The film is thought-provoking in so many ways. Woodward is homophobic but teams up with a transvestite and develops a clientele from the gay community. An agent from the FDA pursues Woodward and eventually shuts down his operation. It is stunning to watch the authorities follow the letter of the law and essentially condemn people to death. A hospital gets into bed with big pharmacy all in the name of profit while ignoring saner more effective treatments. For me, the take away is that our society, the collective we, tries to do its best to make the world safe for us but gets bogged down in procedure, law, and profit. Why does the hospital go along with big pharmacy? Why do the doctors ignore the alternatives used elsewhere in the world? I couldn't help think of the hubbub surrounding Obamacare: how the United States spends more on health care than any other country in the world and how desperately the system needs to be overhauled.

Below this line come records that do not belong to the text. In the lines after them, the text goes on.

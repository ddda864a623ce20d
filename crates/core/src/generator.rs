//! The external text-generation seam.
//!
//! The pipeline never talks to a generation service directly; it goes
//! through [`Generator`], which production code implements with the Gemini
//! HTTP client and tests implement with scripted fakes.

use async_trait::async_trait;

/// Errors from the external generation call.
#[derive(Debug, thiserror::Error)]
pub enum GeneratorError {
    /// The request never produced a usable response (network, DNS, TLS...).
    #[error("transport error: {0}")]
    Transport(String),

    /// The service answered with a non-success status.
    #[error("generator API error ({status}): {body}")]
    Api {
        /// HTTP status code.
        status: u16,
        /// Raw response body for debugging.
        body: String,
    },

    /// The service answered but the response carried no text.
    #[error("generator returned an empty response")]
    Empty,
}

/// An opaque text-generation backend.
///
/// * `model`  - identifier of the underlying model.
/// * `config` - named parameter preset understood by the implementation.
///
/// Implementations are shared across worker tasks and must be `Send + Sync`.
/// No timeout is imposed here; callers needing bounded latency wrap the
/// implementation.
#[async_trait]
pub trait Generator: Send + Sync {
    async fn generate(
        &self,
        prompt: &str,
        model: &str,
        config: &str,
    ) -> Result<String, GeneratorError>;
}
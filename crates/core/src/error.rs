use uuid::Uuid;

#[derive(Debug, thiserror::Error)]
pub enum CoreError {
    #[error("Entity not found: {entity} with id {id}")]
    NotFound { entity: &'static str, id: Uuid },

    #[error("Validation failed: {0}")]
    Validation(String),

    #[error("Generation failed: {0}")]
    Generation(String),

    #[error("Internal error: {0}")]
    Internal(String),
}
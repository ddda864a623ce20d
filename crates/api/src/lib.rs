//! Snipforge API server library.
//!
//! Exposes the building blocks (config, state, error handling, routes,
//! background tasks) so integration tests and the binary entrypoint can
//! both access them.

pub mod background;
pub mod config;
pub mod error;
pub mod handlers;
pub mod query;
pub mod response;
pub mod routes;
pub mod state;
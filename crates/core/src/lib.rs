//! Snipforge core: the asynchronous code-generation pipeline.
//!
//! Everything stateful lives behind [`service::SnippetService`], an
//! explicitly constructed object owning the request cache, history store,
//! and job registry. The [`pool::WorkerPool`] drains the shared job queue
//! against that service; the HTTP layer in `snipforge-api` is a thin
//! dispatch surface over both.

pub mod cache;
pub mod error;
pub mod generator;
pub mod history;
pub mod persist;
pub mod pool;
pub mod prompt;
pub mod registry;
pub mod service;
pub mod types;
//! Shared query parameter types for API handlers.

use serde::Deserialize;

/// Default page size for history listings.
pub const DEFAULT_PER_PAGE: usize = 10;

/// Upper bound on page size.
pub const MAX_PER_PAGE: usize = 100;

/// Generic pagination parameters (`?page=&per_page=`), 1-based.
#[derive(Debug, Deserialize)]
pub struct PageParams {
    pub page: Option<usize>,
    pub per_page: Option<usize>,
}

impl PageParams {
    /// Resolve defaults and clamps: `page >= 1`, `1 <= per_page <= 100`.
    ///
    /// Out-of-range pages are not an error; the store answers them with an
    /// empty slice.
    pub fn resolve(&self) -> (usize, usize) {
        let page = self.page.unwrap_or(1).max(1);
        let per_page = self
            .per_page
            .unwrap_or(DEFAULT_PER_PAGE)
            .clamp(1, MAX_PER_PAGE);
        (page, per_page)
    }
}

/// Search parameters (`?q=`). A missing query matches everything.
#[derive(Debug, Deserialize)]
pub struct SearchParams {
    #[serde(default)]
    pub q: String,
}
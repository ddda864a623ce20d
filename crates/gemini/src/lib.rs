//! HTTP client for the Gemini text-generation API.
//!
//! Implements the core's [`Generator`](snipforge_core::generator::Generator)
//! trait so the pipeline stays ignorant of which service produces the text.

pub mod api;
pub mod params;

pub use api::{GeminiApi, GeminiApiError};
pub use params::GenerationParams;
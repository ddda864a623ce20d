pub mod generate;
pub mod health;
pub mod history;
pub mod jobs;

use axum::Router;

use crate::state::AppState;

/// Build the `/api/v1` route tree.
///
/// Route hierarchy:
///
/// ```text
/// /generate                 synchronous generation (POST)
///
/// /jobs                     submit async job (POST)
/// /jobs/{id}                job status (GET)
///
/// /history                  paginated listing (GET)
/// /history/search           substring search (GET)
/// /history/stats            counts by model/config (GET)
/// /history/{id}             entry lookup (GET), delete (DELETE)
/// ```
pub fn api_routes() -> Router<AppState> {
    Router::new()
        .nest("/generate", generate::router())
        .nest("/jobs", jobs::router())
        .nest("/history", history::router())
}
//! Shared helpers for API integration tests.

use std::sync::Arc;
use std::time::Duration;

use async_trait::async_trait;
use axum::body::Body;
use axum::http::header::{AUTHORIZATION, CONTENT_TYPE};
use axum::http::{HeaderName, Method, Request, StatusCode};
use axum::response::Response;
use axum::Router;
use http_body_util::BodyExt;
use tower::ServiceExt;
use tower_http::catch_panic::CatchPanicLayer;
use tower_http::cors::CorsLayer;
use tower_http::request_id::{MakeRequestUuid, PropagateRequestIdLayer, SetRequestIdLayer};
use tower_http::timeout::TimeoutLayer;
use tower_http::trace::TraceLayer;

use snipforge_api::config::ServerConfig;
use snipforge_api::routes;
use snipforge_api::state::AppState;
use snipforge_core::generator::{Generator, GeneratorError};
use snipforge_core::history::{HistoryEntry, HistoryStore};
use snipforge_core::persist::{HistoryPersistence, PersistError};
use snipforge_core::pool::WorkerPool;
use snipforge_core::service::SnippetService;

/// Generator double: fenced code for code prompts, plain text for
/// explanation prompts. Deterministic and instant.
pub struct StubGenerator;

#[async_trait]
impl Generator for StubGenerator {
    async fn generate(
        &self,
        prompt: &str,
        _model: &str,
        _config: &str,
    ) -> Result<String, GeneratorError> {
        if prompt.starts_with("Provide a brief explanation") {
            Ok("A brief explanation.".to_string())
        } else {
            Ok("```python\nprint(42)\n```".to_string())
        }
    }
}

/// Persistence double that drops everything; durability behaviour is
/// covered by the core crate's tests.
pub struct NullStore;

impl HistoryPersistence for NullStore {
    fn load(&self) -> Result<Vec<HistoryEntry>, PersistError> {
        Ok(Vec::new())
    }

    fn save(&self, _entries: &[HistoryEntry]) -> Result<(), PersistError> {
        Ok(())
    }
}

/// Build a test `ServerConfig` with safe defaults.
pub fn test_config() -> ServerConfig {
    ServerConfig {
        host: "127.0.0.1".to_string(),
        port: 0,
        cors_origins: vec!["http://localhost:5173".to_string()],
        request_timeout_secs: 30,
        shutdown_timeout_secs: 30,
        worker_count: 3,
        history_path: "unused-history.json".into(),
        history_max: 100,
        cache_capacity: 64,
        job_retention_secs: 3600,
        job_sweep_interval_secs: 300,
        default_model: "gemini-1.5-pro".to_string(),
        default_config: "default".to_string(),
    }
}

/// Build the full application router with all middleware layers, plus the
/// service behind it and a running worker pool.
///
/// This mirrors the router construction in `main.rs` so integration tests
/// exercise the same middleware stack (CORS, request ID, timeout, tracing,
/// panic recovery) that production uses. The returned service handle lets
/// tests seed history or inspect the registry directly.
pub fn build_test_app() -> (Router, Arc<SnippetService>) {
    let config = test_config();

    let history = HistoryStore::new(config.history_max, Arc::new(NullStore));
    let service = Arc::new(SnippetService::new(
        Arc::new(StubGenerator),
        history,
        config.cache_capacity,
        Duration::from_secs(config.job_retention_secs),
    ));

    let pool = WorkerPool::start(Arc::clone(&service), config.worker_count);

    let state = AppState {
        service: Arc::clone(&service),
        queue: pool.queue(),
        config: Arc::new(config),
    };

    let cors = CorsLayer::new()
        .allow_origin(["http://localhost:5173".parse().unwrap()])
        .allow_methods([Method::GET, Method::POST, Method::DELETE])
        .allow_headers([CONTENT_TYPE, AUTHORIZATION])
        .allow_credentials(true)
        .max_age(Duration::from_secs(3600));

    let request_id_header = HeaderName::from_static("x-request-id");

    let app = Router::new()
        .merge(routes::health::router())
        .nest("/api/v1", routes::api_routes())
        .layer(CatchPanicLayer::new())
        .layer(TimeoutLayer::with_status_code(
            StatusCode::REQUEST_TIMEOUT,
            Duration::from_secs(30),
        ))
        .layer(PropagateRequestIdLayer::new(request_id_header.clone()))
        .layer(TraceLayer::new_for_http())
        .layer(SetRequestIdLayer::new(request_id_header, MakeRequestUuid))
        .layer(cors)
        .with_state(state);

    (app, service)
}

/// Issue a GET request against the app.
pub async fn get(app: Router, uri: &str) -> Response {
    app.oneshot(
        Request::builder()
            .uri(uri)
            .body(Body::empty())
            .expect("request"),
    )
    .await
    .expect("response")
}

/// Issue a POST request with a JSON body against the app.
pub async fn post_json(app: Router, uri: &str, body: serde_json::Value) -> Response {
    app.oneshot(
        Request::builder()
            .method(Method::POST)
            .uri(uri)
            .header(CONTENT_TYPE, "application/json")
            .body(Body::from(body.to_string()))
            .expect("request"),
    )
    .await
    .expect("response")
}

/// Issue a DELETE request against the app.
pub async fn delete(app: Router, uri: &str) -> Response {
    app.oneshot(
        Request::builder()
            .method(Method::DELETE)
            .uri(uri)
            .body(Body::empty())
            .expect("request"),
    )
    .await
    .expect("response")
}

/// Collect a response body as JSON.
pub async fn body_json(response: Response) -> serde_json::Value {
    let bytes = response
        .into_body()
        .collect()
        .await
        .expect("body")
        .to_bytes();
    serde_json::from_slice(&bytes).expect("valid JSON body")
}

I have seen the ravages of AIDS first-hand; a friend died from it. Nobody, absolutely nobody deserves such an end. Considering the film is set in 1985, I think back on Christian leaders calling AIDS the judgement of God against homosexuality. How despicable. And here, in this film, Woodward is seen contracting the disease from a woman. Sickness ignores race, colour, creed and sexual orientation.
An FYI about method acting. I mentioned Christian Bale fattening himself up to get a pot belly in the film American Hustle. I will mention here how Matthew McConaughey looked as though he starved himself. He looks gaunt having lost quite a bit of weight. (One source I found claims the actor lost 50 pounds!) It doesn't look good and I'm wondering how healthy this is. McConaughey had a part in the film The Wolf of Wall Street and I was a little taken aback at how gaunt he looked there. Since the two films were released sort of around the same time, I conjecture his starving himself persisted for a period of time.
This is a terrific film. It is a story which makes you reflect on the preciousness of life and the scariness of death. Yes, we're all going to die sooner or later, let's hope it isn't going to be a doctor telling us we have contracted an incurable disease.
Rotten Tomatoes: Dallas Buyers Club: 92%
Dallas Buyers Club rests squarely on Matthew McConaughey's scrawny shoulders, and he carries the burden gracefully with what might be a career-best performance.
Wikipedia: Dallas Buyers Club
Dallas Buyers Club is a 2013 American biographical drama film directed by Jean-Marc Vallée and starring Matthew McConaughey, Jared Leto, Jennifer Garner and Steve Zahn. The film is based on the true-life tale of Ron Woodroof, who was the subject of a lengthy 1992 article in The Dallas Morning News written by journalist and author Bill Minutaglio. The film was released on November 1, 2013.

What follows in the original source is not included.